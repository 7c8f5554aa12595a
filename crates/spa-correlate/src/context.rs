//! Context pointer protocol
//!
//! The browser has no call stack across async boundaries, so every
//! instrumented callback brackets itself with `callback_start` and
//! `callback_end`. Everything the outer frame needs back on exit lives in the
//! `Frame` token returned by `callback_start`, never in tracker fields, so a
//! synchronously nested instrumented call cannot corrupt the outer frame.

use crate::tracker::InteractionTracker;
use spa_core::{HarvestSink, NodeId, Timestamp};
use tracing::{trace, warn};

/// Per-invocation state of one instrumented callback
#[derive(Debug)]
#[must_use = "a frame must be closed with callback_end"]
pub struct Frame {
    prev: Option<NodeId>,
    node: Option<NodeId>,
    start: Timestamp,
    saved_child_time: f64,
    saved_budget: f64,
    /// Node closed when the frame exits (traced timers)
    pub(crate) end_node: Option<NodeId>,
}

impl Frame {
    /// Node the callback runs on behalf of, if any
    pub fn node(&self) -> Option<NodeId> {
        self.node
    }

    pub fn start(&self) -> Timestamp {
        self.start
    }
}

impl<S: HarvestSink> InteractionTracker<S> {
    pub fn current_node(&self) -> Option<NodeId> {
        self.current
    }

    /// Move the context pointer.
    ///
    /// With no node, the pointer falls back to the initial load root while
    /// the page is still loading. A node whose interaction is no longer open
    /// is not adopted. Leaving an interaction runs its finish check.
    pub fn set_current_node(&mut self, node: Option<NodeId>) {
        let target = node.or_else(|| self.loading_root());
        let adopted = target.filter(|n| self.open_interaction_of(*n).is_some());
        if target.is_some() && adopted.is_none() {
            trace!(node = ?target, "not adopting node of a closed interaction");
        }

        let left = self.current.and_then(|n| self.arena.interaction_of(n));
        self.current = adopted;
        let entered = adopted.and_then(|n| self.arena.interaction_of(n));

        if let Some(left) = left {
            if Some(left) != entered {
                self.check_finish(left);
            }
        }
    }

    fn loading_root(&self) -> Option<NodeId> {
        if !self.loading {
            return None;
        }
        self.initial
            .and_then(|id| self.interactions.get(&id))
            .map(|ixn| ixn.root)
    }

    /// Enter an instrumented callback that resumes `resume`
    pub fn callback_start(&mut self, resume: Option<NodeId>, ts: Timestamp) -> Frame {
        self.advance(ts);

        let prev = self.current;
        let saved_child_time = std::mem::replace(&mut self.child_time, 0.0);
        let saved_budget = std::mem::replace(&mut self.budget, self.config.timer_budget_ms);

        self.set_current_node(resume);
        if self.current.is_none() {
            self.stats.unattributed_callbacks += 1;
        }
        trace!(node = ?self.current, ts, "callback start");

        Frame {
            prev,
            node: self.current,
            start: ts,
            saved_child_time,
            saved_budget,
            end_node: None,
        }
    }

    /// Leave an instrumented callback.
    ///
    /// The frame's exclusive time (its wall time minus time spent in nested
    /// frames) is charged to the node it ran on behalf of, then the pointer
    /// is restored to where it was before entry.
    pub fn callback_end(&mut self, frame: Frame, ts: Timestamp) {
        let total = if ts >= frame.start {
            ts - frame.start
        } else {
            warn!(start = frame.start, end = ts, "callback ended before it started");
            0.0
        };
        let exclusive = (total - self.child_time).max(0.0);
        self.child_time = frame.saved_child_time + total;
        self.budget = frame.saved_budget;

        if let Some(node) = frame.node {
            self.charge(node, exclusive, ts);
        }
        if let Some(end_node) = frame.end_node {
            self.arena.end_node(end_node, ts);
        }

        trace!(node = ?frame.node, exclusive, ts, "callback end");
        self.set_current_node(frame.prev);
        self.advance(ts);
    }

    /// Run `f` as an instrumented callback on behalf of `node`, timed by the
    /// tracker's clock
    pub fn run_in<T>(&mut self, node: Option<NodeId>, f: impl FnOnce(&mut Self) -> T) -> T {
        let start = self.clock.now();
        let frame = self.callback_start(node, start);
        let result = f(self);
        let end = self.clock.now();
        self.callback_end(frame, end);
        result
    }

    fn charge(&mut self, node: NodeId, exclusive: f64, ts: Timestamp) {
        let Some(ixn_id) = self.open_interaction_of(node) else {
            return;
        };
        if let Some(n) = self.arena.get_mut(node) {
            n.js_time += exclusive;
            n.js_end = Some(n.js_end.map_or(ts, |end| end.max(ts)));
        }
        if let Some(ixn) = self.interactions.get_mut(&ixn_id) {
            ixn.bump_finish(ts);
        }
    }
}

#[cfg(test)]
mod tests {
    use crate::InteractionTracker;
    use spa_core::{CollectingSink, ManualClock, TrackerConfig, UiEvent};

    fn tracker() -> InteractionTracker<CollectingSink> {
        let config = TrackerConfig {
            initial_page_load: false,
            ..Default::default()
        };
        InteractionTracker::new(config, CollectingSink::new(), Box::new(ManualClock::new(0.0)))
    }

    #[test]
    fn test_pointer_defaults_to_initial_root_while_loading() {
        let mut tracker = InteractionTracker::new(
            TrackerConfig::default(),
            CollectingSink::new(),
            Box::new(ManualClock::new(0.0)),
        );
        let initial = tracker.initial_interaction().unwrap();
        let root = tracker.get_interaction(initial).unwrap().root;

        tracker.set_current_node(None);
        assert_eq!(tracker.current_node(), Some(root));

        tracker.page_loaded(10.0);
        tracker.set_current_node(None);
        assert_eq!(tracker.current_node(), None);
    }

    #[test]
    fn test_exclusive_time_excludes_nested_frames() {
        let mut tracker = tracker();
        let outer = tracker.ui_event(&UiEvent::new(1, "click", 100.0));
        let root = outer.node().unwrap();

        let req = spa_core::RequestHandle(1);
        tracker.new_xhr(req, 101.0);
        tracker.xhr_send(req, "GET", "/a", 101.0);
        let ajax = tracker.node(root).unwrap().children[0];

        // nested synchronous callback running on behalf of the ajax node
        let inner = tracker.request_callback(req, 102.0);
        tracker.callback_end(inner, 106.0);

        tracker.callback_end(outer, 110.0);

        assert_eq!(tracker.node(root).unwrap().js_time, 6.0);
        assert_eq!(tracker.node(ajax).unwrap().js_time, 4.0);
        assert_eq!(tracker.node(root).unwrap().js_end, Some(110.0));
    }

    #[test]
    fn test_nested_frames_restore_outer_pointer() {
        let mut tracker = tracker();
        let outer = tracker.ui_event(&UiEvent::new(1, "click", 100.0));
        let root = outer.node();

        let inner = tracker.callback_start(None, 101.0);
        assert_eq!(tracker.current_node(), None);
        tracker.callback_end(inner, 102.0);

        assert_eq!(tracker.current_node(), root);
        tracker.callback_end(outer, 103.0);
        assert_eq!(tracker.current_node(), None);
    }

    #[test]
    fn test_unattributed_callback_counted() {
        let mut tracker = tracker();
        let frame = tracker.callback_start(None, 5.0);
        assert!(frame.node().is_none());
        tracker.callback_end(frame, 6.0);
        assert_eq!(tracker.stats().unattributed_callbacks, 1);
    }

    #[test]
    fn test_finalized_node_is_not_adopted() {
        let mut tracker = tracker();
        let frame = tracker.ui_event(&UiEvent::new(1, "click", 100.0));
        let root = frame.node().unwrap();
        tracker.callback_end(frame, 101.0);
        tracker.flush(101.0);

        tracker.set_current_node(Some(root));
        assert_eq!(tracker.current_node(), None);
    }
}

==

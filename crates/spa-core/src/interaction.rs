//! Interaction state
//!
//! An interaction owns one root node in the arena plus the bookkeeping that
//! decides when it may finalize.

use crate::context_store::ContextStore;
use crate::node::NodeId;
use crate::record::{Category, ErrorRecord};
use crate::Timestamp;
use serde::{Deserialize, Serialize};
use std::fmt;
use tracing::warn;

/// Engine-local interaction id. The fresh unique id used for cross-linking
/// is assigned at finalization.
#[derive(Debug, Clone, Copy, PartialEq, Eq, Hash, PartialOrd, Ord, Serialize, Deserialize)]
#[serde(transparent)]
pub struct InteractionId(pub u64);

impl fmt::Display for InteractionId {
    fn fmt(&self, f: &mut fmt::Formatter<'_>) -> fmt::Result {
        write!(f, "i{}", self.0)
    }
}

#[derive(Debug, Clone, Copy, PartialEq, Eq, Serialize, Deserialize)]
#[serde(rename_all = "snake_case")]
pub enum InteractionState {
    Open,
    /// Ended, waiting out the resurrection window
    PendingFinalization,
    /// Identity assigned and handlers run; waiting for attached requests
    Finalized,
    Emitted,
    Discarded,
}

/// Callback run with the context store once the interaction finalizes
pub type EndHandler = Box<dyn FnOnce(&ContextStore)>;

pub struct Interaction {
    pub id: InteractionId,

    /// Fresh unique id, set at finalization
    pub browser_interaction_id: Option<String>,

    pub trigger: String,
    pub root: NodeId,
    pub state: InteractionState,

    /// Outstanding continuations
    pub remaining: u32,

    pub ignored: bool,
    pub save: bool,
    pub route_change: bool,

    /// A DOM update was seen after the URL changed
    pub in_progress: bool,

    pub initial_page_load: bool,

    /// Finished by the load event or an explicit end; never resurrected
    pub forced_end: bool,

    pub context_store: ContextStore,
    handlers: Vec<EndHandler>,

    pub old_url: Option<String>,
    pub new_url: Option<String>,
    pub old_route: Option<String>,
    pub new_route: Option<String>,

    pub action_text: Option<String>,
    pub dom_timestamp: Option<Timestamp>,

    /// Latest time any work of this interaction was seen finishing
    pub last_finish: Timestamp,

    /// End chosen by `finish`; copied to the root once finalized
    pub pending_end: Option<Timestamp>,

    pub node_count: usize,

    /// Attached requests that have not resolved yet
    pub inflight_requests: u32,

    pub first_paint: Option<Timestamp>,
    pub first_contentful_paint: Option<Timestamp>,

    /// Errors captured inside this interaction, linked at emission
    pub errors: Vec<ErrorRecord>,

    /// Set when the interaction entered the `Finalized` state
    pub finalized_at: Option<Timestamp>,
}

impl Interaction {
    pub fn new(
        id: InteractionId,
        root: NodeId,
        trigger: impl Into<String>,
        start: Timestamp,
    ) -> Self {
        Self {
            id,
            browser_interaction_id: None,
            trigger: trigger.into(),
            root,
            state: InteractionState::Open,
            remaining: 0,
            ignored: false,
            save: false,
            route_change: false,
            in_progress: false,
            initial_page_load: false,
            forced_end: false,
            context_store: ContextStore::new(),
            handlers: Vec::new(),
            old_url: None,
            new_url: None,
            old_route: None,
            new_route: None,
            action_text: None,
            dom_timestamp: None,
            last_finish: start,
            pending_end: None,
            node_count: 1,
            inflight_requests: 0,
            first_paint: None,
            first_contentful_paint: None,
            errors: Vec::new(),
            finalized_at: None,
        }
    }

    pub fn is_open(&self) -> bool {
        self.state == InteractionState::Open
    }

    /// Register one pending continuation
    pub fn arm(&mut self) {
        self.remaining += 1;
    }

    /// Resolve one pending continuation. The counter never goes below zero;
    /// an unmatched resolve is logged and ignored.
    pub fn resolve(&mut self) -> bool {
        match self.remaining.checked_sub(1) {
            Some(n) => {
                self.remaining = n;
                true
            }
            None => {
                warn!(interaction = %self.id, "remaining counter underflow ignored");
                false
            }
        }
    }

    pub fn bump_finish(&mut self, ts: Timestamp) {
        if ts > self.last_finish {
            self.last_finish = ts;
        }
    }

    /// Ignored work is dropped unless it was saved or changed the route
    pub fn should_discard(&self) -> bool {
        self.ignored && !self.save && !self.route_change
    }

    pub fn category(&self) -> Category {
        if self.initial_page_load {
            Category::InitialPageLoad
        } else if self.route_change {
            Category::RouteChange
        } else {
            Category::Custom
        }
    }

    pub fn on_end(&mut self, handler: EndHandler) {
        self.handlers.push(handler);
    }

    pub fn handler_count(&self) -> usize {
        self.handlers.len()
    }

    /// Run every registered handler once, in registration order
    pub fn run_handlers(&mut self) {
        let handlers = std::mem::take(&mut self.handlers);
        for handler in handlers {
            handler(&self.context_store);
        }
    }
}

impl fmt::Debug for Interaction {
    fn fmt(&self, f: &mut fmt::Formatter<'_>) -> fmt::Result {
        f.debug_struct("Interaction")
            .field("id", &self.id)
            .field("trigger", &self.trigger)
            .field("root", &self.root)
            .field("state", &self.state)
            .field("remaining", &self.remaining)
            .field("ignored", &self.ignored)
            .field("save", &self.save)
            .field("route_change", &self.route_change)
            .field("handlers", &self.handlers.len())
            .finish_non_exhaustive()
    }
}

...

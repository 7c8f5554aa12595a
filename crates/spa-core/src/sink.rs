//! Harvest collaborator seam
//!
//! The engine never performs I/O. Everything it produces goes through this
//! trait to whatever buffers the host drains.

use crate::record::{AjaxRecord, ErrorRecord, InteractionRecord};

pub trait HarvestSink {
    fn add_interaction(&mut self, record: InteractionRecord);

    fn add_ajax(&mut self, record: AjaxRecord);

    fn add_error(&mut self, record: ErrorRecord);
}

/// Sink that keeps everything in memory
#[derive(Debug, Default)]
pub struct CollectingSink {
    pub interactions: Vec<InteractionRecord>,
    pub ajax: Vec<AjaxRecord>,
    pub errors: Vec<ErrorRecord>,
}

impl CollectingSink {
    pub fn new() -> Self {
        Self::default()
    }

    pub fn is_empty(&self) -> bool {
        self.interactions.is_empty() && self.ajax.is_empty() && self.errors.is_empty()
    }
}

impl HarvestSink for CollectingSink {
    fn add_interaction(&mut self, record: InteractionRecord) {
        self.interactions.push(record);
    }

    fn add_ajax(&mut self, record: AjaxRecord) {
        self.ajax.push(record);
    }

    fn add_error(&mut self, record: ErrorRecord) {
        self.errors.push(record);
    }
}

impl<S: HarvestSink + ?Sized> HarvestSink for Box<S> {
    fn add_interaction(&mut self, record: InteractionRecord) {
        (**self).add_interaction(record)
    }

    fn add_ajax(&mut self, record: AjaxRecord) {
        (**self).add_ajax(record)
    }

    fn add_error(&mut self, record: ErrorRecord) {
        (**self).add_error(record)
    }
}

WHAT YOU HAVE TO DO:
Out of the listing above, reproduce exactly the lines from the one with "pub fn start(&self)" up to and including the one with "let prev = self.current;".

RESULT:
    pub fn start(&self) -> Timestamp {
        self.start
    }
}

impl<S: HarvestSink> InteractionTracker<S> {
    pub fn current_node(&self) -> Option<NodeId> {
        self.current
    }

    /// Move the context pointer.
    ///
    /// With no node, the pointer falls back to the initial load root while
    /// the page is still loading. A node whose interaction is no longer open
    /// is not adopted. Leaving an interaction runs its finish check.
    pub fn set_current_node(&mut self, node: Option<NodeId>) {
        let target = node.or_else(|| self.loading_root());
        let adopted = target.filter(|n| self.open_interaction_of(*n).is_some());
        if target.is_some() && adopted.is_none() {
            trace!(node = ?target, "not adopting node of a closed interaction");
        }

        let left = self.current.and_then(|n| self.arena.interaction_of(n));
        self.current = adopted;
        let entered = adopted.and_then(|n| self.arena.interaction_of(n));

        if let Some(left) = left {
            if Some(left) != entered {
                self.check_finish(left);
            }
        }
    }

    fn loading_root(&self) -> Option<NodeId> {
        if !self.loading {
            return None;
        }
        self.initial
            .and_then(|id| self.interactions.get(&id))
            .map(|ixn| ixn.root)
    }

    /// Enter an instrumented callback that resumes `resume`
    pub fn callback_start(&mut self, resume: Option<NodeId>, ts: Timestamp) -> Frame {
        self.advance(ts);

        let prev = self.current;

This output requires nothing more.